Cookie Options Explained:

  • maxAge: How long cookie lives (milliseconds)
  • httpOnly: JavaScript can't access it (prevents XSS attacks)
  • secure: Only sent over HTTPS
  • sameSite: Prevents CSRF attacks

Sessions with express-session

npm install express-session connect-redis redis
const session = require('express-session');
const RedisStore = require('connect-redis').default;
const { createClient } = require('redis');

const redisClient = createClient();
redisClient.connect();

app.use(session({
  store: new RedisStore({ client: redisClient }),
  secret: 'your-secret-key',
  resave: false,
  saveUninitialized: false,
  cookie: {
    secure: true,
    httpOnly: true,
    maxAge: 1000 * 60 * 60 * 24
  }
}));

Why Redis? In-memory storage is fast. Sessions need quick access.

Session Options:

  • secret: Signs session ID (prevents tampering)
  • resave: Don't save if nothing changed
  • saveUninitialized: Don't save empty sessions

Complete Login System

const bcrypt = require('bcrypt');

app.post('/login', async (req, res) => {
  const { email, password } = req.body;
  
  const user = await User.findOne({ email });
  
  if (!user) {
    return res.status(401).json({ error: 'Invalid credentials' });
  }
  
  const isValid = await bcrypt.compare(password, user.password);
  
  if (!isValid) {
    return res.status(401).json({ error: 'Invalid credentials' });
  }
  
  req.session.regenerate((err) => {
    if (err) return res.status(500).json({ error: 'Session error' });
    
    req.session.userId = user._id;
    req.session.email = user.email;
    req.session.role = user.role;
    
    res.json({ 
      message: 'Logged in successfully',
      user: {
        id: user._id,
        email: user.email,
        name: user.name
      }
    });
  });
});

app.get('/dashboard', (req, res) => {
  if (!req.session.userId) {
    return res.status(401).json({ error: 'Not authenticated' });
  }
  
  res.json({
    message: 'Welcome to dashboard',
    userId: req.session.userId,
    email: req.session.email
  });
});

app.post('/logout', (req, res) => {
  req.session.destroy((err) => {
    if (err) return res.status(500).json({ error: 'Logout failed' });
    
    res.clearCookie('connect.sid');
    res.json({ message: 'Logged out successfully' });
  });
});

Why regenerate()? Creates new session ID after login. Prevents session fixation attacks.

Auth Middleware

function requireAuth(req, res, next) {
  if (!req.session.userId) {
    return res.status(401).json({ error: 'Authentication required' });
  }
  next();
}

function requireAdmin(req, res, next) {
  if (!req.session.userId) {
    return res.status(401).json({ error: 'Authentication required' });
  }
  
  if (req.session.role !== 'admin') {
    return res.status(403).json({ error: 'Admin access required' });
  }
  
  next();
}

app.get('/profile', requireAuth, async (req, res) => {
  const user = await User.findById(req.session.userId);
  res.json(user);
});

app.get('/admin/users', requireAdmin, async (req, res) => {
  const users = await User.find();
  res.json(users);
});

Remember Me Feature

app.post('/login', async (req, res) => {
  const { email, password, rememberMe } = req.body;
  
  if (rememberMe) {
    req.session.cookie.maxAge = 1000 * 60 * 60 * 24 * 30;
  } else {
    req.session.cookie.maxAge = 1000 * 60 * 60 * 24;
  }
  
  res.json({ message: 'Logged in' });
});

Without Remember Me: Session expires in 24 hours
With Remember Me: Session expires in 30 days

Best Practices

1. Always use HTTPS in production

cookie: {
  secure: process.env.NODE_ENV === 'production'
}

2. Store sessions in Redis, not memory

store: new RedisStore({ client: redisClient })

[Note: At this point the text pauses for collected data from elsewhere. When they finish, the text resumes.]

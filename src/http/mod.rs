// Copyright (c) 2026 Bountyy Oy. All rights reserved.
// This software is proprietary and confidential.

//! HTTP layer for internal API calls
//!
//! A [`Request`] carries everything one call needs: its cancellation context,
//! headers, optional TLS settings and an optional transport override.
//! [`Request::send`] opens a fresh HTTP/1 connection for that single call.

mod request;
mod response;

pub use request::Request;
pub use response::Response;

/// User agent sent on internal requests
pub const DEFAULT_USER_AGENT: &str = concat!("forge-internal/", env!("CARGO_PKG_VERSION"));
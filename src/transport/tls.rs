// Copyright (c) 2026 Bountyy Oy. All rights reserved.
// This software is proprietary and confidential.

//! TLS client settings for internal requests

use std::sync::Arc;

use rustls::client::danger::{HandshakeSignatureValid, ServerCertVerified, ServerCertVerifier};
use rustls::crypto::{ring, verify_tls12_signature, verify_tls13_signature, WebPkiSupportedAlgorithms};
use rustls::pki_types::{CertificateDer, ServerName, UnixTime};
use rustls::{ClientConfig, DigitallySignedStruct, RootCertStore, SignatureScheme};
use tokio_rustls::TlsConnector;
use tracing::debug;

use super::Connection;
use crate::error::{Error, Result};

/// TLS client configuration attached to a request
///
/// Only used when the request URL is `https`. The server name is presented
/// via SNI whether or not the certificate is verified.
#[derive(Debug, Clone, PartialEq, Eq)]
pub struct TlsClientConfig {
    /// Skip certificate chain and hostname verification (dangerous!)
    pub insecure_skip_verify: bool,
    /// Name sent as SNI and, when verifying, checked against the certificate
    pub server_name: String,
}

impl TlsClientConfig {
    /// Verifying configuration against the webpki roots
    pub fn new(server_name: impl Into<String>) -> Self {
        Self {
            insecure_skip_verify: false,
            server_name: server_name.into(),
        }
    }

    /// Configuration that accepts any certificate the peer presents
    pub fn insecure(server_name: impl Into<String>) -> Self {
        Self {
            insecure_skip_verify: true,
            server_name: server_name.into(),
        }
    }

    /// Build the rustls client configuration
    pub fn client_config(&self) -> Result<ClientConfig> {
        let provider = Arc::new(ring::default_provider());
        let builder = ClientConfig::builder_with_provider(provider.clone())
            .with_safe_default_protocol_versions()
            .map_err(|e| Error::tls(&self.server_name, e))?;

        let mut config = if self.insecure_skip_verify {
            builder
                .dangerous()
                .with_custom_certificate_verifier(Arc::new(NoVerifier::new(
                    provider.signature_verification_algorithms,
                )))
                .with_no_client_auth()
        } else {
            let mut roots = RootCertStore::empty();
            roots.extend(webpki_roots::TLS_SERVER_ROOTS.iter().cloned());
            builder.with_root_certificates(roots).with_no_client_auth()
        };
        config.alpn_protocols = vec![b"http/1.1".to_vec()];

        Ok(config)
    }

    /// Parsed server name
    pub fn server_name(&self) -> Result<ServerName<'static>> {
        ServerName::try_from(self.server_name.as_str())
            .map(|name| name.to_owned())
            .map_err(|e| Error::tls(&self.server_name, e))
    }
}

/// Wrap an established connection in TLS
pub async fn handshake(stream: Connection, tls: &TlsClientConfig) -> Result<Connection> {
    let connector = TlsConnector::from(Arc::new(tls.client_config()?));
    let server_name = tls.server_name()?;

    debug!(
        server_name = %tls.server_name,
        verify = !tls.insecure_skip_verify,
        "starting TLS handshake"
    );

    let stream = connector
        .connect(server_name, stream)
        .await
        .map_err(|e| Error::tls(&tls.server_name, e))?;

    Ok(Box::new(stream))
}

/// Certificate verifier that trusts any chain.
///
/// Handshake signatures are still checked against the presented certificate,
/// so the peer must hold the matching private key.
#[derive(Debug)]
pub struct NoVerifier {
    algorithms: WebPkiSupportedAlgorithms,
}

impl NoVerifier {
    /// Create a verifier using the given signature algorithms
    pub fn new(algorithms: WebPkiSupportedAlgorithms) -> Self {
        Self { algorithms }
    }
}

impl ServerCertVerifier for NoVerifier {
    fn verify_server_cert(
        &self,
        _end_entity: &CertificateDer<'_>,
        _intermediates: &[CertificateDer<'_>],
        _server_name: &ServerName<'_>,
        _ocsp_response: &[u8],
        _now: UnixTime,
    ) -> std::result::Result<ServerCertVerified, rustls::Error> {
        Ok(ServerCertVerified::assertion())
    }

    fn verify_tls12_signature(
        &self,
        message: &[u8],
        cert: &CertificateDer<'_>,
        dss: &DigitallySignedStruct,
    ) -> std::result::Result<HandshakeSignatureValid, rustls::Error> {
        verify_tls12_signature(message, cert, dss, &self.algorithms)
    }

    fn verify_tls13_signature(
        &self,
        message: &[u8],
        cert: &CertificateDer<'_>,
        dss: &DigitallySignedStruct,
    ) -> std::result::Result<HandshakeSignatureValid, rustls::Error> {
        verify_tls13_signature(message, cert, dss, &self.algorithms)
    }

    fn supported_verify_schemes(&self) -> Vec<SignatureScheme> {
        self.algorithms.supported_schemes()
    }
}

3. Regenerate session ID after login

req.session.regenerate((err) => {
  req.session.userId = user._id;
});

4. Set httpOnly flag

cookie: {
  httpOnly: true
}

5. Never store passwords in sessions

req.session.userId = user._id;

Common Mistakes

Storing sensitive data in cookies

res.cookie('password', user.password);

Store only session ID

req.session.userId = user._id;

Not using HTTPS

cookie: { secure: false }

Always use HTTPS in production

cookie: { secure: true }

Key Takeaway

Sessions store data on server (secure). Cookies store data in browser (less secure). Use express-session with Redis for production. Always regenerate session ID after login. Set httpOnly and secure flags. Sessions are perfect for authentication because data stays on server where users can't tamper with it.